Higher rate of TDS/TCS on non-filer of tax returns – Section 206AB and Section 206CCA
- The existing provisions provide for higher rates of tax deduction and collection for non-furnishing of PAN. In order to ensure filing of return of income by persons who have suffered a reasonable amount of TDS/TCS, penal TDS/TCS rates have been introduced.
- As per these provisions, any person making a payment or receiving any sum from a specified person will be required to deduct/collect taxes at a rate twice the rate of tax deduction/collection at source or 5%, whichever is higher.
- Specified person means any person who has not filed the return of income for the last two years preceding the financial year in which tax is required to be deducted/ collected, and the tax deducted/collected is INR 50,000 or more in each of the two preceding years.
- These provisions are not applicable to a non-resident not having a permanent establishment in India.
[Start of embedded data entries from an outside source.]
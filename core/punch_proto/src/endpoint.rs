//! Endpoint value type
//!
//! An `Endpoint` is the unit of addressing everywhere in the protocol: a
//! host, a port and an address family. It is immutable after
//! construction and reconstructable from its serialized record, so a
//! `Handshake` message can carry a peer's observed public endpoint
//! across the wire and the receiver gets back an equal value.

use std::fmt;
use std::net::{IpAddr, SocketAddr};

use serde::{Deserialize, Serialize};

// ============================================================================
// Address Family
// ============================================================================

/// IP address family of an endpoint
#[derive(Debug, Clone, Copy, PartialEq, Eq, Hash, Serialize, Deserialize)]
#[serde(rename_all = "lowercase")]
pub enum AddressFamily {
    Ipv4,
    Ipv6,
}

impl Default for AddressFamily {
    fn default() -> Self {
        AddressFamily::Ipv4
    }
}

// ============================================================================
// Endpoint
// ============================================================================

/// An immutable (host, port, family) address value.
///
/// Serializes as `{"host": ..., "port": ..., "family": ...}`.
/// Deserialization fails if `host` or `port` is absent and defaults the
/// family to IPv4 if absent, mirroring how registrations written by
/// older peers are read back.
#[derive(Debug, Clone, PartialEq, Eq, Hash, Serialize, Deserialize)]
pub struct Endpoint {
    host: String,
    port: u16,
    #[serde(default)]
    family: AddressFamily,
}

impl Endpoint {
    /// Create an IPv4 endpoint
    pub fn new(host: impl Into<String>, port: u16) -> Self {
        Self::new_with_family(host, port, AddressFamily::Ipv4)
    }

    /// Create an endpoint with an explicit address family
    pub fn new_with_family(host: impl Into<String>, port: u16, family: AddressFamily) -> Self {
        Self {
            host: host.into(),
            port,
            family,
        }
    }

    pub fn host(&self) -> &str {
        &self.host
    }

    pub fn port(&self) -> u16 {
        self.port
    }

    pub fn family(&self) -> AddressFamily {
        self.family
    }

    /// Resolve to a `SocketAddr` for the socket boundary.
    ///
    /// Fails if the host is not a literal IP address; the protocol only
    /// ever carries observed socket addresses, never DNS names.
    pub fn to_socket_addr(&self) -> Result<SocketAddr, EndpointError> {
        let ip: IpAddr = self
            .host
            .parse()
            .map_err(|_| EndpointError::InvalidHost(self.host.clone()))?;
        Ok(SocketAddr::new(ip, self.port))
    }
}

impl From<SocketAddr> for Endpoint {
    fn from(addr: SocketAddr) -> Self {
        let family = if addr.is_ipv4() {
            AddressFamily::Ipv4
        } else {
            AddressFamily::Ipv6
        };
        Self {
            host: addr.ip().to_string(),
            port: addr.port(),
            family,
        }
    }
}

impl fmt::Display for Endpoint {
    fn fmt(&self, f: &mut fmt::Formatter<'_>) -> fmt::Result {
        write!(f, "{}:{}", self.host, self.port)
    }
}

// ============================================================================
// Errors
// ============================================================================

/// Errors produced when resolving an endpoint
#[derive(Debug, Clone, PartialEq, Eq)]
pub enum EndpointError {
    /// Host is not a literal IP address
    InvalidHost(String),
}

impl fmt::Display for EndpointError {
    fn fmt(&self, f: &mut fmt::Formatter<'_>) -> fmt::Result {
        match self {
            EndpointError::InvalidHost(host) => write!(f, "invalid endpoint host '{}'", host),
        }
    }
}

impl std::error::Error for EndpointError {}

// ============================================================================
// Tests
// ============================================================================

#[cfg(test)]
mod tests {
    use super::*;

    #[test]
    fn test_serde_roundtrip() {
        let endpoints = [
            Endpoint::new("192.168.1.10", 4321),
            Endpoint::new_with_family("2001:db8::1", 9999, AddressFamily::Ipv6),
            Endpoint::new("127.0.0.1", 1),
        ];

        for endpoint in endpoints {
            let serialized = serde_json::to_string(&endpoint).unwrap();
            let deserialized: Endpoint = serde_json::from_str(&serialized).unwrap();
            assert_eq!(deserialized, endpoint);
        }
    }

    #[test]
    fn test_family_defaults_to_ipv4() {
        let endpoint: Endpoint =
            serde_json::from_str(r#"{"host": "10.0.0.1", "port": 5000}"#).unwrap();

        assert_eq!(endpoint.family(), AddressFamily::Ipv4);
        assert_eq!(endpoint.host(), "10.0.0.1");
        assert_eq!(endpoint.port(), 5000);
    }

    #[test]
    fn test_missing_host_or_port_fails() {
        assert!(serde_json::from_str::<Endpoint>(r#"{"port": 5000}"#).is_err());
        assert!(serde_json::from_str::<Endpoint>(r#"{"host": "10.0.0.1"}"#).is_err());
        assert!(serde_json::from_str::<Endpoint>(r#"{}"#).is_err());
    }

    #[test]
    fn test_socket_addr_conversion() {
        let addr: SocketAddr = "203.0.113.50:4433".parse().unwrap();
        let endpoint = Endpoint::from(addr);

        assert_eq!(endpoint.host(), "203.0.113.50");
        assert_eq!(endpoint.port(), 4433);
        assert_eq!(endpoint.family(), AddressFamily::Ipv4);
        assert_eq!(endpoint.to_socket_addr().unwrap(), addr);
    }

    #[test]
    fn test_ipv6_socket_addr_conversion() {
        let addr: SocketAddr = "[2001:db8::1]:9000".parse().unwrap();
        let endpoint = Endpoint::from(addr);

        assert_eq!(endpoint.family(), AddressFamily::Ipv6);
        assert_eq!(endpoint.to_socket_addr().unwrap(), addr);
    }

    #[test]
    fn test_invalid_host_resolution() {
        let endpoint = Endpoint::new("not-an-ip", 80);
        assert_eq!(
            endpoint.to_socket_addr(),
            Err(EndpointError::InvalidHost("not-an-ip".to_string()))
        );
    }
}
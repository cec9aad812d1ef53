//! Rendezvous server
//!
//! A UDP server that:
//! - Maintains the live peer registry (REGISTRATION keep-alives)
//! - Brokers handshakes between two registered peers (HOLEPUNCH)
//! - Relays opaque signaling payloads between a peer pair (SIGNALING)
//!
//! It never relays application data; peers use it only to learn each
//! other's observed endpoints and to coordinate a synchronized punch.

use std::io;
use std::net::SocketAddr;
use std::sync::atomic::{AtomicBool, Ordering};
use std::sync::Arc;
use std::time::{Duration, Instant};

use mio::net::UdpSocket;
use mio::{Events, Interest, Poll, Token};

mod dispatch;
mod registry;

use dispatch::Dispatcher;
use punch_proto::Strategy;
use registry::Registry;

// ============================================================================
// Constants
// ============================================================================

/// Default listen port (matches the peers' default rendezvous endpoint)
const DEFAULT_PORT: u16 = 4321;

/// How often expired registrations are swept
const SWEEP_INTERVAL: Duration = Duration::from_secs(5);

/// mio token for the UDP socket
const SOCKET_TOKEN: Token = Token(0);

// ============================================================================
// Main Entry Point
// ============================================================================

fn main() -> Result<(), Box<dyn std::error::Error>> {
    env_logger::Builder::from_env(env_logger::Env::default().default_filter_or("info")).init();

    // Usage: rendezvous-server [port] [--strategy punch|relay]
    let args: Vec<String> = std::env::args().collect();

    let mut port = DEFAULT_PORT;
    let mut strategy = Strategy::RawPunch;

    let mut i = 1;
    while i < args.len() {
        match args[i].as_str() {
            "--strategy" => {
                let value = args
                    .get(i + 1)
                    .ok_or("--strategy requires a value ('punch' or 'relay')")?;
                strategy = value.parse()?;
                i += 2;
            }
            other => {
                port = other.parse().unwrap_or(DEFAULT_PORT);
                i += 1;
            }
        }
    }

    log::info!("Rendezvous server starting...");
    log::info!("  Port:     {}", port);
    log::info!("  Strategy: {:?}", strategy);

    let shutdown = Arc::new(AtomicBool::new(false));
    signal_hook::flag::register(signal_hook::consts::SIGTERM, Arc::clone(&shutdown))?;
    signal_hook::flag::register(signal_hook::consts::SIGINT, Arc::clone(&shutdown))?;

    let mut server = Server::new(port, strategy)?;
    server.run(&shutdown)
}

// ============================================================================
// Server Structure
// ============================================================================

struct Server {
    /// mio poll instance
    poll: Poll,
    /// UDP socket
    socket: UdpSocket,
    /// Request dispatcher (registry + strategy)
    dispatcher: Dispatcher,
    /// When the registry was last swept
    last_sweep: Instant,
    /// Receive buffer
    recv_buf: Vec<u8>,
}

impl Server {
    fn new(port: u16, strategy: Strategy) -> Result<Self, Box<dyn std::error::Error>> {
        let poll = Poll::new()?;
        let addr: SocketAddr = format!("0.0.0.0:{}", port).parse()?;
        let mut socket = UdpSocket::bind(addr)?;

        poll.registry()
            .register(&mut socket, SOCKET_TOKEN, Interest::READABLE)?;

        log::info!("Server listening on {}", addr);

        Ok(Server {
            poll,
            socket,
            dispatcher: Dispatcher::new(Registry::new(), strategy),
            last_sweep: Instant::now(),
            recv_buf: vec![0u8; punch_proto::MAX_DATAGRAM_SIZE],
        })
    }

    fn run(&mut self, shutdown: &AtomicBool) -> Result<(), Box<dyn std::error::Error>> {
        let mut events = Events::with_capacity(1024);

        loop {
            if shutdown.load(Ordering::Relaxed) {
                log::info!("Shutdown signal received, exiting");
                return Ok(());
            }

            let timeout = SWEEP_INTERVAL
                .checked_sub(self.last_sweep.elapsed())
                .unwrap_or(Duration::ZERO);

            match self.poll.poll(&mut events, Some(timeout)) {
                Ok(()) => {}
                Err(e) if e.kind() == io::ErrorKind::Interrupted => continue,
                Err(e) => return Err(e.into()),
            }

            for event in events.iter() {
                if event.token() == SOCKET_TOKEN {
                    self.process_socket()?;
                }
            }

            if self.last_sweep.elapsed() >= SWEEP_INTERVAL {
                self.dispatcher.registry_mut().sweep_expired(Instant::now());
                self.last_sweep = Instant::now();
            }
        }
    }

    fn process_socket(&mut self) -> Result<(), Box<dyn std::error::Error>> {
        loop {
            let (len, from) = match self.socket.recv_from(&mut self.recv_buf) {
                Ok(v) => v,
                Err(e) if e.kind() == io::ErrorKind::WouldBlock => break,
                // Socket-fatal: drop the socket and surface the error.
                Err(e) => {
                    log::error!("Socket receive failed: {}", e);
                    return Err(e.into());
                }
            };

            log::trace!("Received {} bytes from {}", len, from);

            let payload = self.recv_buf[..len].to_vec();
            let out = self
                .dispatcher
                .handle_datagram(&payload, from, Instant::now());

            for (datagram, dest) in out {
                match self.socket.send_to(&datagram, dest) {
                    Ok(sent) => log::trace!("Sent {} bytes to {}", sent, dest),
                    // Send failures are per-destination; the peer's own
                    // retries recover, so the loop keeps serving.
                    Err(e) => log::warn!("Failed to send to {}: {}", dest, e),
                }
            }
        }

        Ok(())
    }
}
Further, these provisions are not applicable when income is required to be deducted for payments in the nature of salary income, lottery or crossword puzzles, winnings from race-horses, investment in securitization trust, and cash withdrawals in excess of a specified limit.
- This amendment is proposed to be effective from 1 July 2021.
Exemption to business trusts and other notified persons from withholding tax on dividends
- Section 194 of the ITA provides for deduction of tax at source on payment of dividends to a resident. There is an exception provided to this rule to companies engaged in the business of life and general insurance subject to certain conditions.
- It is proposed to amend the provisions to extend the exemption to dividend credited or paid to business trusts by special purpose vehicles or the dividend paid to any other person as may be notified.
- The amendment is proposed to be effective from 1 April 2020.
Rationalization of the provision concerning withholding on payment made to Foreign Institutional Investors (FIIs)
- Under the existing provisions of the ITA, payments to FIIs (other than interest on Rupee Denominated Bonds and Government Securities) attracts WHT at a flat rate of 20% without grant of any Treaty Benefits resulting in FIIs having to file refund claims under the ITA
- With effect from the financial year 2021-22, FIIs will be eligible to claim treaty benefits to lower the WHT, if applicable, subject to the FIIs furnishing a Tax Residency Certificate to the payer.
" This amendment will take effect from 1 April 2021.
Rationalization of provisions of Equalization Levy
- Equalization levy on e-commerce supply or services was introduced in Finance Act, 2020, whereby income from such transaction was charged to tax and an exemption was provided for income received after 1 April 2021.
- The above brought about an anomaly in the taxability of such transactions.
- In order to remove the anomaly, it is now proposed that exemption from e-commerce supply or services shall be applicable for income received on or after 1 April 2020.
- Furthermore, it has been clarified that transactions that are subject to tax as royalty or fees for technical services will not be covered within the scope of the Equalization Levy.
The above amendments proposed in the Finance Bill 2021, leave no room for non-compliance for the taxpayer. Even the transaction (i.e., purchase of goods), which was earlier out of the ambit of withholding tax provisions, is now within the range of TDS. Also, with the insertion of section 206AB and 206CCA relating to higher TDS/TCS for non-filers of the tax return, the revenue authorities want to take complete control so that the taxpayer base widens and more individuals are tax compliant. These amendments would help the revenue authorities to keep an effective audit trail of the transaction. The other amendments relating to Equalization Levy and FIIs are a welcome move to remove anomaly and undue hardship.
The content of this article is intended to provide a general guide to the subject matter. Specialist advice should be sought about your specific circumstances.